Moreover, with lower concentrations of CdCl2 (1.0mg/L and 5.0mg/L) solutions, seed germination was seen like the control treatments (FIG. 2A) and these concentrations were failed to inhibit seed germination significantly. Further, with higher concentrations of CdCh (10mg/L and 25mg/L) were proved to be partially inhibitory for seed germination and exhibited growth of healthy seedlings (FIG. 2B and C). In contrast of Co and Ni, heavy metal-Cd even at very high concentration (50mg/L) was failed to inhibit seed germination completely (FIG. 2D).

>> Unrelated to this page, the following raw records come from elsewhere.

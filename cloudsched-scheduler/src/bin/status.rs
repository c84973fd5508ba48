//! Status binary: print the task list as a table.
//!
//! Read-only; safe to run beside a live scheduler.

use std::collections::BTreeMap;
use std::path::PathBuf;

use anyhow::{Context, Result};
use chrono::{Local, NaiveDateTime};
use clap::Parser;
use cloudsched_scheduler::TaskRecord;
use tabled::settings::Style;
use tabled::{Table, Tabled};
use tracing_subscriber::EnvFilter;

const TIME_FORMAT: &str = "%Y-%m-%d %H:%M:%S";

/// Show task status by reading the task list.
#[derive(Parser)]
#[command(name = "cloudsched-status")]
#[command(about = "Show task status of the cloudsched scheduler by reading the task list")]
struct Cli {
    /// TOML task list file
    #[arg(long, default_value = "./tasklist.toml")]
    tasklist: PathBuf,
}

#[derive(Tabled)]
struct StatusRow {
    #[tabled(rename = "#")]
    index: usize,
    #[tabled(rename = "Flavor")]
    flavor: String,
    #[tabled(rename = "Status")]
    status: String,
    #[tabled(rename = "StatusCode")]
    status_code: String,
    #[tabled(rename = "RR(T/R)")]
    retries: String,
    #[tabled(rename = "RetryStatusCode")]
    retry_status_code: String,
    #[tabled(rename = "LogFile")]
    log_file: String,
    #[tabled(rename = "TimeUsed")]
    time_used: String,
}

fn status_row(index: usize, flavor: &str, record: &TaskRecord) -> StatusRow {
    let last_attempt = record.history.last();

    let status = record
        .status
        .map(|status| format!("{status:?}").to_uppercase())
        .unwrap_or_else(|| "None".to_string());
    let status_code = record
        .status_code
        .clone()
        .unwrap_or_else(|| "None".to_string());
    let retries = format!(
        "{}/{}",
        record
            .remaining_retries_testcase
            .map(|n| n.to_string())
            .unwrap_or_else(|| "None".to_string()),
        record
            .remaining_retries_resource
            .map(|n| n.to_string())
            .unwrap_or_else(|| "None".to_string()),
    );
    let retry_status_code = last_attempt
        .and_then(|attempt| attempt.status_code.clone())
        .unwrap_or_else(|| "None".to_string());
    let log_file = record
        .test_log
        .clone()
        .or_else(|| last_attempt.and_then(|attempt| attempt.test_log.clone()))
        .unwrap_or_else(|| "None".to_string());

    let time_used = if let Some(time_used) = &record.time_used {
        time_used.clone()
    } else if let Some(time_start) = &record.time_start {
        // Still running: elapsed since the recorded start.
        match NaiveDateTime::parse_from_str(time_start, TIME_FORMAT) {
            Ok(start) => {
                let elapsed = Local::now().naive_local() - start;
                format!("{:.2}", elapsed.num_milliseconds() as f64 / 1000.0)
            }
            Err(_) => "None".to_string(),
        }
    } else {
        last_attempt
            .and_then(|attempt| attempt.time_used.clone())
            .unwrap_or_else(|| "None".to_string())
    };

    StatusRow {
        index,
        flavor: flavor.to_string(),
        status,
        status_code,
        retries,
        retry_status_code,
        log_file,
        time_used,
    }
}

fn main() -> Result<()> {
    tracing_subscriber::fmt()
        .with_env_filter(EnvFilter::try_from_default_env().unwrap_or_else(|_| EnvFilter::new("warn")))
        .init();

    let cli = Cli::parse();

    let content = std::fs::read_to_string(&cli.tasklist)
        .with_context(|| format!("failed to load tasks from {}", cli.tasklist.display()))?;
    let tasks: BTreeMap<String, TaskRecord> = toml::from_str(&content)
        .with_context(|| format!("failed to load tasks from {}", cli.tasklist.display()))?;

    let rows: Vec<StatusRow> = tasks
        .iter()
        .enumerate()
        .map(|(index, (flavor, record))| status_row(index, flavor, record))
        .collect();

    let mut table = Table::new(rows);
    table.with(Style::psql());
    println!("{table}");

    Ok(())
}
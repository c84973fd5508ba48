//! Scheduler binary: run a batch of containerized cloud tests.

use std::path::PathBuf;

use anyhow::Result;
use clap::Parser;
use cloudsched_scheduler::TestScheduler;
use tracing_subscriber::EnvFilter;

/// Schedule containerized cloud compatibility tests.
#[derive(Parser)]
#[command(name = "cloudsched")]
#[command(about = "Schedule containerized cloud compatibility tests")]
struct Cli {
    /// TOML configuration file
    #[arg(long, default_value = "./config.toml")]
    config: PathBuf,

    /// TOML task list file
    #[arg(long, default_value = "./tasklist.toml")]
    tasklist: PathBuf,
}

fn main() -> Result<()> {
    tracing_subscriber::fmt()
        .with_env_filter(EnvFilter::try_from_default_env().unwrap_or_else(|_| EnvFilter::new("info")))
        .init();

    let cli = Cli::parse();

    let config = cloudsched_config::load_config(&cli.config)?;
    let scheduler = TestScheduler::new(&config, cli.config.clone(), cli.tasklist.clone())?;
    scheduler.run()?;

    Ok(())
}
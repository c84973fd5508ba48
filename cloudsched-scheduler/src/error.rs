//! Error types for the scheduler

use thiserror::Error;

/// Result type for scheduler operations
pub type SchedulerResult<T> = Result<T, SchedulerError>;

/// Errors raised by the scheduler and the task store
#[derive(Error, Debug)]
pub enum SchedulerError {
    /// Filesystem failure
    #[error("I/O error: {0}")]
    Io(#[from] std::io::Error),

    /// Task list is not valid TOML
    #[error("failed to parse task list: {0}")]
    Parse(#[from] toml::de::Error),

    /// Task list could not be serialized
    #[error("failed to serialize task list: {0}")]
    Serialize(#[from] toml::ser::Error),

    /// Store mutex was held past the acquisition bound
    #[error("timed out acquiring the task store lock")]
    LockTimeout,

    /// Consumer thread died; the task list reflects the last save
    #[error("the consumer thread panicked")]
    ConsumerPanicked,

    /// Configuration rejected at startup
    #[error("configuration error: {0}")]
    Config(#[from] cloudsched_config::ConfigError),
}
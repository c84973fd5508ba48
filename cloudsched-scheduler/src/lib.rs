//! Task scheduling for containerized cloud compatibility tests
//!
//! One process owns a TOML task list. A producer thread audits the
//! list and feeds a FIFO queue, honoring one-shot patch files dropped
//! beside the list; a consumer thread drains the queue through a
//! bounded pool of worker threads, each running the per-flavor
//! executor and classifying its exit code into a retry class.

mod error;
pub mod patch;
pub mod scheduler;
pub mod store;
pub mod task;

pub use error::{SchedulerError, SchedulerResult};
pub use patch::{PatchAction, PatchRecord, PatchSet};
pub use scheduler::{retry_counter_for, TestScheduler};
pub use store::{RetryDefaults, TaskStore};
pub use task::{RetryCounter, TaskRecord, TaskStatus, TaskUpdate};
//! Flavor data provisioning
//!
//! Queries the instance type spec through the cloud CLI and compiles
//! it into the flavors YAML fragment consumed by the test harness.

use std::fmt::Write as _;
use std::path::Path;

use serde::Deserialize;
use tracing::debug;

use crate::cloud::aliyun;
use crate::error::{ExecutorError, ExecutorResult};

/// Families whose local disks attach as NVMe devices.
const NVME_FAMILIES: [&str; 2] = ["ecs.i3", "ecs.g7se"];

/// Security-enhanced families reserving half their memory as encrypted.
const ENCRYPTED_MEMORY_FAMILIES: [&str; 3] = ["ecs.c7t", "ecs.g7t", "ecs.r7t"];

/// ARM families booting through UEFI.
const ARM_FAMILIES: [&str; 3] = ["ecs.g8y", "ecs.c8y", "ecs.r8y"];

#[derive(Debug, Deserialize)]
struct DescribeInstanceTypesResponse {
    #[serde(rename = "InstanceTypes", default)]
    instance_types: InstanceTypeList,
}

#[derive(Debug, Default, Deserialize)]
struct InstanceTypeList {
    #[serde(rename = "InstanceType", default)]
    instance_type: Vec<InstanceTypeSpec>,
}

/// Instance type spec as reported by `DescribeInstanceTypes`.
#[derive(Debug, Clone, Default, Deserialize)]
#[serde(rename_all = "PascalCase")]
pub struct InstanceTypeSpec {
    #[serde(default)]
    pub instance_type_id: String,
    #[serde(default)]
    pub instance_type_family: String,
    #[serde(default)]
    pub cpu_core_count: u32,
    #[serde(default)]
    pub memory_size: f64,
    #[serde(default)]
    pub eni_quantity: u32,
    #[serde(default)]
    pub disk_quantity: u32,
    #[serde(default)]
    pub local_storage_amount: Option<u32>,
    #[serde(default)]
    pub local_storage_capacity: Option<u64>,
    #[serde(default)]
    pub local_storage_category: Option<String>,
}

/// Flattened flavor attributes written into the YAML fragment.
#[derive(Debug, Clone, PartialEq)]
pub struct FlavorInfo {
    pub name: String,
    pub cpu: u32,
    pub memory: f64,
    pub nic_count: u32,
    pub disk_quantity: u32,
    pub disk_count: Option<u32>,
    pub disk_size: Option<u64>,
    pub disk_type: Option<&'static str>,
    pub boot_mode: Option<&'static str>,
    pub arch: Option<&'static str>,
}

/// Query the spec of a single flavor.
pub fn query_spec(flavor: &str) -> ExecutorResult<InstanceTypeSpec> {
    let response: DescribeInstanceTypesResponse = aliyun(&[
        "ecs",
        "DescribeInstanceTypes",
        "--InstanceTypes.1",
        flavor,
    ])?;

    response
        .instance_types
        .instance_type
        .into_iter()
        .find(|spec| spec.instance_type_id == flavor)
        .ok_or_else(|| ExecutorError::UnknownFlavor(flavor.to_string()))
}

/// Extract the harness-facing attributes from an instance type spec.
pub fn extract_info(spec: &InstanceTypeSpec) -> FlavorInfo {
    let mut info = FlavorInfo {
        name: spec.instance_type_id.clone(),
        cpu: spec.cpu_core_count,
        memory: spec.memory_size,
        nic_count: spec.eni_quantity,
        disk_quantity: spec.disk_quantity,
        disk_count: None,
        disk_size: None,
        disk_type: None,
        boot_mode: None,
        arch: None,
    };

    if let Some(amount) = spec.local_storage_amount {
        if amount > 0 {
            info.disk_count = Some(amount);
            info.disk_size = spec.local_storage_capacity;
            info.disk_type = match spec.local_storage_category.as_deref() {
                Some("local_ssd_pro") => Some("ssd"),
                Some("local_hdd_pro") => Some("hdd"),
                _ => None,
            };
            // Some families expose their local disks as NVMe devices.
            if NVME_FAMILIES.contains(&spec.instance_type_family.as_str()) {
                info.disk_type = Some("nvme");
            }
        }
    }

    // Security-enhanced families keep 50% of memory encrypted.
    if ENCRYPTED_MEMORY_FAMILIES.contains(&spec.instance_type_family.as_str()) {
        info.memory = (info.memory * 0.5).trunc();
    }

    if ARM_FAMILIES.contains(&spec.instance_type_family.as_str()) {
        info.boot_mode = Some("uefi");
        info.arch = Some("aarch64");
    }

    info
}

/// Compile the flavors YAML fragment.
pub fn compile_fragment(info: &FlavorInfo) -> String {
    let mut out = String::new();
    out.push_str("Flavor: !mux\n\n");
    let _ = writeln!(out, "  {}:", info.name);
    let _ = writeln!(out, "    name: {}", info.name);
    let _ = writeln!(out, "    cpu: {}", info.cpu);
    let _ = writeln!(out, "    memory: {}", info.memory);
    let _ = writeln!(out, "    nic_count: {}", info.nic_count);
    let _ = writeln!(out, "    disk_quantity: {}", info.disk_quantity);
    if let Some(disk_count) = info.disk_count {
        let _ = writeln!(out, "    disk_count: {disk_count}");
    }
    if let Some(disk_size) = info.disk_size {
        let _ = writeln!(out, "    disk_size: {disk_size}");
    }
    if let Some(disk_type) = info.disk_type {
        let _ = writeln!(out, "    disk_type: {disk_type}");
    }
    if let Some(boot_mode) = info.boot_mode {
        let _ = writeln!(out, "    boot_mode: {boot_mode}");
    }
    if let Some(arch) = info.arch {
        let _ = writeln!(out, "    arch: {arch}");
    }
    out
}

/// Provision the flavors YAML fragment for one flavor.
pub fn provision_flavor_data(file: &Path, flavor: &str) -> ExecutorResult<()> {
    let spec = query_spec(flavor)?;
    let info = extract_info(&spec);
    debug!("flavor info for \"{flavor}\": {info:?}");
    std::fs::write(file, compile_fragment(&info))?;
    Ok(())
}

The rate of germination was observed to decrease with the increase in heavy metal stressor cadmium concentrations in the treatment solutions. In control
experiment, the highest germination rate was recorded as (95±0.0% and 100±0.0%) after 5th day and 10th day of treatments respectively (Table-4). Moreover, inhibition in the rate of seed germination was observed to be insignificant in seeds that were treated with lower concentrations (1.0mg/L and 5.0mg/L) of CdCl2 solutions and was recorded as (98±1.0% and 95±0.0%) respectively at the end of 10th day of treatment.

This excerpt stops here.